For the entries below, repeat exactly each line starting with the one that contains "let manifest = fetch_manifest(config)?;" and going on through the one that contains "<tr><th>Lith A1 Relic", and no others.

[Stored data]
* * * * * * *
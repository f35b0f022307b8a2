//! Ingestion error type

use relic_engine::EngineError;

/// Errors raised while fetching or parsing source data
#[derive(Debug, thiserror::Error)]
pub enum IngestError {
    #[error("Request to {url} failed: {source}")]
    Http {
        url: String,
        #[source]
        source: Box<ureq::Error>,
    },

    #[error("I/O error: {0}")]
    Io(#[from] std::io::Error),

    #[error("Invalid JSON: {0}")]
    Json(#[from] serde_json::Error),

    #[error("Decompression failed: {0}")]
    Decompress(String),

    #[error("Invalid selector {selector}: {message}")]
    Selector { selector: &'static str, message: String },

    #[error("Export index has no {0} entry")]
    MissingExport(&'static str),

    #[error(transparent)]
    Engine(#[from] EngineError),
}
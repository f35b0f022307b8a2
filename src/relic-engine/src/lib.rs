//! # relic-engine
//!
//! Relic drop tables, market prices, and expected-return calculations.
//!
//! This library provides functionality to:
//! - Resolve stored relic tier codes into drop chances per refinement
//! - Compute the expected return of opening relics solo or in batched runs
//! - Query prices, ducat values, and set membership from a relic index
//! - Build per-relic and per-set summary reports
//!
//! ## Example
//!
//! ```no_run
//! use relic_engine::{BatchStrategy, Refinement, RelicIndex};
//!
//! # fn main() -> Result<(), Box<dyn std::error::Error>> {
//! let index = RelicIndex::load("index.json.gz")?;
//!
//! let value =
//!     index.average_return("Axi A1", Refinement::Radiant, BatchStrategy::FourByFour, None)?;
//! println!("Axi A1 radiant 4b4: {value}");
//!
//! println!("Ash Prime Chassis: {}", index.price("Ash Prime Chassis"));
//! # Ok(())
//! # }
//! ```

pub mod calculator;
pub mod chance;
pub mod error;
pub mod index;
pub mod query;
pub mod rarity;
pub mod refinement;
pub mod report;
pub mod strategy;

#[doc(inline)]
pub use calculator::{expected_return, PricedDrop};
#[doc(inline)]
pub use chance::{resolve_drop_chance, DropChance, TierCode};
#[doc(inline)]
pub use error::EngineError;
#[doc(inline)]
pub use index::{RelicDrops, RelicIndex};
#[doc(inline)]
pub use query::set_name;
#[doc(inline)]
pub use rarity::{base_chance, rarity_by_tier, RarityTier, RARITY_TIERS};
#[doc(inline)]
pub use refinement::Refinement;
#[doc(inline)]
pub use report::{
    build_relic_data, build_set_data, prime_access_for, DropReport, RelicData, RelicReport,
    SetData, SetPartReport, SetReport, StrategyReturns, PRIME_ACCESS,
};
#[doc(inline)]
pub use strategy::{parse_run_options, BatchStrategy, Batching, RunOptions};
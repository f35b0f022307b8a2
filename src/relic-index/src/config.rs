//! Configuration management for relic-index

use anyhow::{Context, Result};
use serde::{Deserialize, Serialize};
use std::collections::HashMap;
use std::fs;
use std::path::{Path, PathBuf};

pub const DEFAULT_EXPORT_INDEX: &str =
    "https://content.warframe.com/PublicExport/index_en.txt.lzma";
pub const DEFAULT_MANIFEST_BASE: &str = "http://content.warframe.com/PublicExport/Manifest/";

/// Ingestion sources and index metadata.
///
/// Every source may be a URL or a local path. Missing keys fall back to the
/// defaults, so a config file only needs the values it changes.
#[derive(Debug, Clone, PartialEq, Serialize, Deserialize)]
#[serde(default)]
pub struct Config {
    /// Drop table HTML page
    pub drop_table: String,
    /// Market price history JSON
    pub price_history: String,
    /// LZMA compressed export index
    pub export_index: String,
    /// Prefix joined with export index entries to form export URLs
    pub manifest_base: String,
    /// Where `build` writes the index
    pub output: PathBuf,
    /// Relics currently in the drop tables
    pub non_vaulted: Vec<String>,
    /// Set name → item type
    pub types: HashMap<String, String>,
}

impl Default for Config {
    fn default() -> Self {
        Self {
            drop_table: "drop_table.html".to_string(),
            price_history: "price_history.json".to_string(),
            export_index: DEFAULT_EXPORT_INDEX.to_string(),
            manifest_base: DEFAULT_MANIFEST_BASE.to_string(),
            output: PathBuf::from("index.json.gz"),
            non_vaulted: Vec::new(),
            types: HashMap::new(),
        }
    }
}

impl Config {
    /// Get the path to the config file
    pub fn config_path() -> Result<PathBuf> {
        let config_dir = dirs::config_dir()
            .context("Could not determine config directory")?
            .join("relic-index");

        Ok(config_dir.join("config.toml"))
    }

    /// Load configuration from the default location, or defaults if absent
    pub fn load() -> Result<Self> {
        Self::load_from(&Self::config_path()?)
    }

    /// Load configuration from `path`, or defaults if it doesn't exist
    pub fn load_from(path: &Path) -> Result<Self> {
        if !path.exists() {
            tracing::debug!(path = %path.display(), "no config file, using defaults");
            return Ok(Config::default());
        }

        let contents = fs::read_to_string(path)
            .with_context(|| format!("Failed to read config from {}", path.display()))?;

        toml::from_str(&contents)
            .with_context(|| format!("Failed to parse config file {}", path.display()))
    }

    /// Save configuration to `path`
    pub fn save_to(&self, path: &Path) -> Result<()> {
        if let Some(parent) = path.parent() {
            fs::create_dir_all(parent).with_context(|| {
                format!("Failed to create config directory at {}", parent.display())
            })?;
        }

        let contents = toml::to_string_pretty(self).context("Failed to serialize config")?;

        fs::write(path, contents)
            .with_context(|| format!("Failed to write config to {}", path.display()))?;

        Ok(())
    }

    /// URL of one export file named in the export index
    pub fn export_url(&self, entry: &str) -> String {
        format!("{}{}", self.manifest_base, entry)
    }
}

#[cfg(test)]
mod tests {
    use super::*;

    #[test]
    fn test_missing_file_gives_defaults() {
        let dir = tempfile::tempdir().unwrap();
        let config = Config::load_from(&dir.path().join("config.toml")).unwrap();
        assert_eq!(config, Config::default());
        assert_eq!(config.export_index, DEFAULT_EXPORT_INDEX);
    }

    #[test]
    fn test_partial_file_keeps_defaults() {
        let dir = tempfile::tempdir().unwrap();
        let path = dir.path().join("config.toml");
        fs::write(
            &path,
            r#"
drop_table = "https://example.com/drops.html"
non_vaulted = ["Lith A1", "Axi A1"]

[types]
"Ash Prime" = "Warframes"
"#,
        )
        .unwrap();

        let config = Config::load_from(&path).unwrap();
        assert_eq!(config.drop_table, "https://example.com/drops.html");
        assert_eq!(config.non_vaulted, vec!["Lith A1", "Axi A1"]);
        assert_eq!(config.types["Ash Prime"], "Warframes");
        assert_eq!(config.price_history, "price_history.json");
        assert_eq!(config.output, PathBuf::from("index.json.gz"));
    }

    #[test]
    fn test_save_and_reload() {
        let dir = tempfile::tempdir().unwrap();
        let path = dir.path().join("nested").join("config.toml");

        let mut config = Config::default();
        config.non_vaulted.push("Meso N1".to_string());
        config.save_to(&path).unwrap();

        assert_eq!(Config::load_from(&path).unwrap(), config);
    }

    #[test]
    fn test_invalid_file() {
        let dir = tempfile::tempdir().unwrap();
        let path = dir.path().join("config.toml");
        fs::write(&path, "non_vaulted = 3").unwrap();
        assert!(Config::load_from(&path).is_err());
    }

    #[test]
    fn test_export_url() {
        let config = Config::default();
        assert_eq!(
            config.export_url("ExportRecipes_en.json!00_abc"),
            "http://content.warframe.com/PublicExport/Manifest/ExportRecipes_en.json!00_abc"
        );
    }
}
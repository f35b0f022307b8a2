//! Index build pipeline
//!
//! Pulls the drop table, price history and export manifest from their
//! configured sources and merges them into a single [`RelicIndex`].

use relic_engine::RelicIndex;
use std::collections::HashMap;

use crate::config::Config;
use crate::droptable::{parse_drop_table, DropTable};
use crate::error::IngestError;
use crate::fetch::{fetch_text, read_source, read_source_text};
use crate::manifest::{
    decode_lzma, extract_manifest_data, parse_export, parse_export_index, ManifestData,
    RecipesExport, ResourcesExport, WarframesExport, WeaponsExport,
};
use crate::prices::parse_price_history;

/// Merge parsed sources into an index
pub fn assemble(
    drops: DropTable,
    prices: HashMap<String, f64>,
    manifest: ManifestData,
    config: &Config,
) -> RelicIndex {
    let unpriced = drops
        .prime_parts
        .iter()
        .filter(|part| !prices.contains_key(*part))
        .count();
    if unpriced > 0 {
        tracing::warn!(unpriced, "prime parts without a market price");
    }

    for relic in &config.non_vaulted {
        if !drops.relics.contains_key(relic) {
            tracing::warn!(relic = %relic, "configured non-vaulted relic not in drop table");
        }
    }

    RelicIndex {
        relics: drops.relics,
        prices,
        ducats: manifest.ducats,
        required_count: manifest.required_count,
        non_vaulted: config.non_vaulted.clone(),
        types: config.types.clone(),
    }
}

/// Fetch the export index and the four export documents it names
pub fn fetch_manifest(config: &Config) -> Result<ManifestData, IngestError> {
    let index = decode_lzma(&read_source(&config.export_index)?)?;
    let files = parse_export_index(&index)?;

    let recipes: RecipesExport = parse_export(&fetch_text(&config.export_url(&files.recipes))?)?;
    let resources: ResourcesExport =
        parse_export(&fetch_text(&config.export_url(&files.resources))?)?;
    let warframes: WarframesExport =
        parse_export(&fetch_text(&config.export_url(&files.warframes))?)?;
    let weapons: WeaponsExport = parse_export(&fetch_text(&config.export_url(&files.weapons))?)?;

    Ok(extract_manifest_data(&recipes, &resources, &warframes, &weapons))
}

/// Build an index from every configured source
pub fn build_index(config: &Config) -> Result<RelicIndex, IngestError> {
    let drops = parse_drop_table(&read_source_text(&config.drop_table)?)?;
    tracing::info!(sets = drops.sets().len(), "grouped prime parts into sets");

    let prices = parse_price_history(&read_source_text(&config.price_history)?)?;
    let manifest = fetch_manifest(config)?;

    let index = assemble(drops, prices, manifest, config);
    tracing::info!(
        relics = index.relics.len(),
        prices = index.prices.len(),
        ducats = index.ducats.len(),
        "built relic index"
    );

    Ok(index)
}

#[cfg(test)]
mod tests {
    use super::*;
    use relic_engine::{BatchStrategy, Refinement, TierCode};

    fn drop_table() -> DropTable {
        let html = "<table>\
            <tr><th>Lith A1 Relic (Intact)</th></tr>\
            <tr><td>Ash Prime Chassis</td><td>Uncommon (25.33%)</td></tr>\
            <tr><td>Forma Blueprint</td><td>Uncommon (25.33%)</td></tr>\
            <tr><td>Lex Prime Barrel</td><td>Uncommon (25.33%)</td></tr>\
            <tr><td>Bo Prime Handle</td><td>Uncommon (11.00%)</td></tr>\
            <tr><td>Akstiletto Prime Barrel</td><td>Uncommon (11.00%)</td></tr>\
            <tr><td>Nikana Prime Blueprint</td><td>Rare (2.00%)</td></tr>\
            </table>";
        parse_drop_table(html).unwrap()
    }

    fn prices() -> HashMap<String, f64> {
        HashMap::from([
            ("Ash Prime Chassis".to_string(), 10.0),
            ("Nikana Prime Blueprint".to_string(), 60.0),
            ("Ash Prime Set".to_string(), 90.0),
        ])
    }

    fn manifest() -> ManifestData {
        ManifestData {
            ducats: HashMap::from([("Nikana Prime Blueprint".to_string(), 100)]),
            required_count: HashMap::from([("Bo Prime Handle".to_string(), 2)]),
        }
    }

    #[test]
    fn test_assemble() {
        let config = Config {
            non_vaulted: vec!["Lith A1".to_string()],
            types: HashMap::from([("Ash Prime".to_string(), "Warframes".to_string())]),
            ..Config::default()
        };

        let index = assemble(drop_table(), prices(), manifest(), &config);

        assert_eq!(index.relic_list(), vec!["Lith A1"]);
        assert_eq!(index.relics["Lith A1"]["Nikana Prime Blueprint"], TierCode(3));
        assert_eq!(index.ducats("Nikana Prime Blueprint"), 100);
        assert_eq!(index.required_count("Bo Prime Handle"), 2);
        assert!(!index.is_vaulted("Lith A1"));
        assert_eq!(index.set_type("Ash Prime"), Some("Warframes"));
    }

    #[test]
    fn test_assembled_index_survives_save_and_load() {
        let index = assemble(drop_table(), prices(), manifest(), &Config::default());

        let dir = tempfile::tempdir().unwrap();
        let path = dir.path().join("index.json.gz");
        index.save(&path).unwrap();
        let loaded = RelicIndex::load(&path).unwrap();

        assert_eq!(loaded, index);
        assert!(loaded.is_vaulted("Lith A1"));
        let solo = loaded
            .average_return("Lith A1", Refinement::Radiant, BatchStrategy::Solo, None)
            .unwrap();
        assert!(solo > 0.0);
    }
}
* * * * * * *
◆ **Written response**
    let manifest = fetch_manifest(config)?;

    let index = assemble(drops, prices, manifest, config);
    tracing::info!(
        relics = index.relics.len(),
        prices = index.prices.len(),
        ducats = index.ducats.len(),
        "built relic index"
    );

    Ok(index)
}

#[cfg(test)]
mod tests {
    use super::*;
    use relic_engine::{BatchStrategy, Refinement, TierCode};

    fn drop_table() -> DropTable {
        let html = "<table>\
            <tr><th>Lith A1 Relic (Intact)</th></tr>\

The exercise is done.